Была середина июня 1829 г., уже два месяца назад Александр фон Гумбольдт покинул Берлин{1209}
. 59-летний ученый наблюдал из окна кареты сибирский пейзаж, невысокие степные травы, бесконечные леса из тополей, берез, лип и лиственниц. Порой на фоне белых стволов берез зеленел можжевельник. Цвел шиповник и многолетний цветок – белоснежный башмачок. Все это было приятно наблюдать, но Гумбольдт представлял себе Россию не такой. Все вокруг напоминало ему виды его семейного поместья Тегель{1210}.Так продолжалось уже не одну неделю: все выглядело смутно знакомым. Дороги – где глина, где гравий – походили на английские, растительный и животный мир были, на его взгляд, вполне «обыкновенными»{1211}
. Животных попадалось немного: иногда заяц или белка, мало птиц – не больше двух-трех за раз. Вокруг царило безмолвие, почти не было слышно пения птиц.
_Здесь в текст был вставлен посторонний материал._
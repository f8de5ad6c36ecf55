use axum::{
    Json,
    extract::{Path, State},
};
use tracing::instrument;
use uuid::Uuid;

use crate::state::AppState;
use crate::utils::errors::{AppError, ErrorResponse};
use crate::validator::ValidatedJson;

use super::model::{CreateDepartmentDto, Department, MessageResponse, UpdateDepartmentDto};
use super::service::DepartmentService;

#[utoipa::path(
    post,
    path = "/api/departments",
    request_body = CreateDepartmentDto,
    responses(
        (status = 200, description = "Department created", body = Department),
        (status = 400, description = "Invalid request body", body = ErrorResponse),
        (status = 401, description = "Unauthorized", body = ErrorResponse),
        (status = 403, description = "Access denied", body = ErrorResponse),
        (status = 409, description = "Department name already taken", body = ErrorResponse)
    ),
    security(
        ("user_id_header" = [], "active_role_header" = [])
    ),
    tag = "Departments"
)]
#[instrument]
pub async fn create_department(
    State(state): State<AppState>,
    ValidatedJson(dto): ValidatedJson<CreateDepartmentDto>,
) -> Result<Json<Department>, AppError> {
    let department = DepartmentService::create_department(&state.db, dto).await?;
    Ok(Json(department))
}

#[utoipa::path(
    get,
    path = "/api/departments",
    responses(
        (status = 200, description = "Departments ordered by name", body = Vec<Department>),
        (status = 401, description = "Unauthorized", body = ErrorResponse),
        (status = 403, description = "Access denied", body = ErrorResponse)
    ),
    security(
        ("user_id_header" = [], "active_role_header" = [])
    ),
    tag = "Departments"
)]
#[instrument]
pub async fn get_departments(
    State(state): State<AppState>,
) -> Result<Json<Vec<Department>>, AppError> {
    let departments = DepartmentService::get_departments(&state.db).await?;
    Ok(Json(departments))
}

#[utoipa::path(
    get,
    path = "/api/departments/{id}",
    params(
        ("id" = Uuid, Path, description = "Department ID")
    ),
    responses(
        (status = 200, description = "Department details", body = Department),
        (status = 401, description = "Unauthorized", body = ErrorResponse),
        (status = 403, description = "Access denied", body = ErrorResponse),
        (status = 404, description = "Department not found", body = ErrorResponse)
    ),
    security(
        ("user_id_header" = [], "active_role_header" = [])
    ),
    tag = "Departments"
)]
#[instrument]
pub async fn get_department(
    State(state): State<AppState>,
    Path(id): Path<Uuid>,
) -> Result<Json<Department>, AppError> {
    let department = DepartmentService::get_department(&state.db, id).await?;
    Ok(Json(department))
}

#[utoipa::path(
    put,
    path = "/api/departments/{id}",
    params(
        ("id" = Uuid, Path, description = "Department ID")
    ),
    request_body = UpdateDepartmentDto,
    responses(
        (status = 200, description = "Department updated", body = Department),
        (status = 400, description = "Invalid request body", body = ErrorResponse),
        (status = 401, description = "Unauthorized", body = ErrorResponse),
        (status = 403, description = "Access denied", body = ErrorResponse),
        (status = 404, description = "Department not found", body = ErrorResponse),
        (status = 409, description = "Department name already taken", body = ErrorResponse)
    ),
    security(
        ("user_id_header" = [], "active_role_header" = [])
    ),
    tag = "Departments"
)]
#[instrument]
pub async fn update_department(
    State(state): State<AppState>,
    Path(id): Path<Uuid>,
    ValidatedJson(dto): ValidatedJson<UpdateDepartmentDto>,
) -> Result<Json<Department>, AppError> {
    let department = DepartmentService::update_department(&state.db, id, dto).await?;
    Ok(Json(department))
}

#[utoipa::path(
    delete,
    path = "/api/departments/{id}",
    params(
        ("id" = Uuid, Path, description = "Department ID")
    ),
    responses(
        (status = 200, description = "Department deleted", body = MessageResponse),
        (status = 401, description = "Unauthorized", body = ErrorResponse),
        (status = 403, description = "Access denied", body = ErrorResponse),
        (status = 404, description = "Department not found", body = ErrorResponse)
    ),
    security(
        ("user_id_header" = [], "active_role_header" = [])
    ),
    tag = "Departments"
)]
#[instrument]
pub async fn delete_department(
    State(state): State<AppState>,
    Path(id): Path<Uuid>,
) -> Result<Json<MessageResponse>, AppError> {
    DepartmentService::delete_department(&state.db, id).await?;
    Ok(Json(MessageResponse {
        message: "Department deleted".to_string(),
    }))
}
use chrono::{DateTime, Utc};
use serde::{Deserialize, Serialize};
use sqlx::prelude::FromRow;
use utoipa::ToSchema;
use uuid::Uuid;
use validator::Validate;

use crate::utils::pagination::PaginationMeta;

#[derive(Debug, Clone, Serialize, Deserialize, FromRow, ToSchema)]
pub struct StaffMember {
    pub id: Uuid,
    pub name: String,
    pub email: String,
    /// Job title, e.g. "Mathematics Teacher".
    pub title: Option<String>,
    pub employed: bool,
    pub reviewed_by: Option<Uuid>,
    pub created_at: DateTime<Utc>,
    pub updated_at: DateTime<Utc>,
}

#[derive(Debug, Deserialize, Validate, ToSchema)]
pub struct CreateStaffDto {
    #[validate(length(min = 1, max = 200, message = "Name is required"))]
    pub name: String,
    #[validate(email(message = "Invalid email format"))]
    pub email: String,
    #[validate(length(max = 200, message = "Title is too long"))]
    pub title: Option<String>,
}

#[derive(Debug, Deserialize, Validate, ToSchema)]
pub struct UpdateStaffDto {
    #[validate(length(min = 1, max = 200, message = "Name cannot be empty"))]
    pub name: Option<String>,
    #[validate(email(message = "Invalid email format"))]
    pub email: Option<String>,
    #[validate(length(max = 200, message = "Title is too long"))]
    pub title: Option<String>,
}

#[derive(Debug, Deserialize, Validate, ToSchema)]
pub struct ReviewStaffStatusDto {
    pub employed: bool,
    pub reviewer_id: Uuid,
}

#[derive(Debug, Serialize, ToSchema)]
pub struct PaginatedStaffResponse {
    pub data: Vec<StaffMember>,
    pub meta: PaginationMeta,
}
Трудно было не испытать некоторого разочарования. По словам Гумбольдта, сибирская экспедиция явно выходила «не такой радостной», как южноамериканская{1212}; но, по крайней мере, он снова был в пути, удушающая обстановка берлинского двора осталась далеко позади. Это было максимально возможное теперь для него приближение к желаемому – к «жизни на дикой природе», как ему нравилось называть происходящее{1213}.Иногда кареты ускоряли ход, и страна резво проносилась мимо. Лошадей меняли через каждые десять-двадцать миль, на почтовых станциях в редких деревнях вдоль этого восточного тракта{1214}
. Дорога была широкая и поддерживалась в приличном состоянии – настолько, что порой лошади принимались мчать с устрашающей скоростью. Постоялые дворы или гостиницы попадались редко, поэтому ночи они чаще коротали в дороге, и Гумбольдт спал в своей карете{1215}.По России Гумбольдт путешествовал не один. Его сопровождали Густав Розе, 29-летний профессор минералогии из Берлина, и 34-летний Христиан Готтфрид Эренберг, опытный натуралист, уже предпринявший экспедицию по Ближнему Востоку. Роль охотника, добывающего образцы фауны, играл Иоганн Зейферт, который много лет оставался доверенным слугой и экономом Гумбольдта в Берлине. В Москве к отряду присоединился русский чиновник горнодобывающего ведомства. Был в нем также повар, казачья охрана для безопасности и граф Адольф Полье, старый французский знакомый Гумбольдта из Парижа, муж богатой русской графини и хозяин поместья к западу от Урала, неподалеку от Екатеринбурга{1216}
. Полье примкнул к Гумбольдту в Нижнем Новгороде, примерно в 700 милях юго-восточнее Санкт-Петербурга – он ехал в имение супруги. На всех вместе было три кареты, полные людей, приборов, сундуков и быстро растущих коллекций. Гумбольдт был готов к любым ситуациям, ничего не забыл – ни теплого пальто, ни барометров, ни груза бумаги, пробирок, медикаментов, даже палатки без единой железной детали – для магнитных наблюдений{1217}.Этого момента Гумбольдт дожидался десятилетиями. В конце 1827 г., лишь только царь Николай I дал ему свое дозволение, он приступил к тщательным, неспешным сборам. После долгих обсуждений они с Канкрином пришли к согласию, что экспедиция выедет из Берлина ранней весной 1829 г. Но потом Гумбольдт отложил дату выезда на две-три недели из-за быстрого ухудшения здоровья жены Вильгельма Каролины, заболевшей раком. Он всегда любил невестку, к тому же хотел находиться рядом с Вильгельмом в тяжелое для того время. «Александр нежен и внимателен», – написала Каролина в своем последнем письме{1218}
. Ее смерть 26 марта, после почти сорока лет брака с Вильгельмом, стала для него страшным ударом. Александр провел с братом еще две с половиной недели и только после этого покинул Берлин, начав свое русское приключение. Брату он пообещал регулярно писать.Гумбольдт собирался переехать из Санкт-Петербурга в Москву, а оттуда двигаться на восток, в Екатеринбург и дальше в Сибирь, в Тобольск, а потом возвращаться назад, описав большой круг. Местность вокруг Черного моря, где Россия воевала тогда с Оттоманской империей, Гумбольдт посещать не намеревался{1219}
. Русско-турецкая война началась весной 1828 г., и, как ни хотелось Гумбольдту увидеть Каспийское море и заснеженный потухший вулкан – гору Арарат в нынешней Турции, русские предупредили его, что это невозможно. Его стремлению «бросить нескромный взгляд на Кавказские горы и на гору Арарат» оставалось дожидаться более «мирных времен».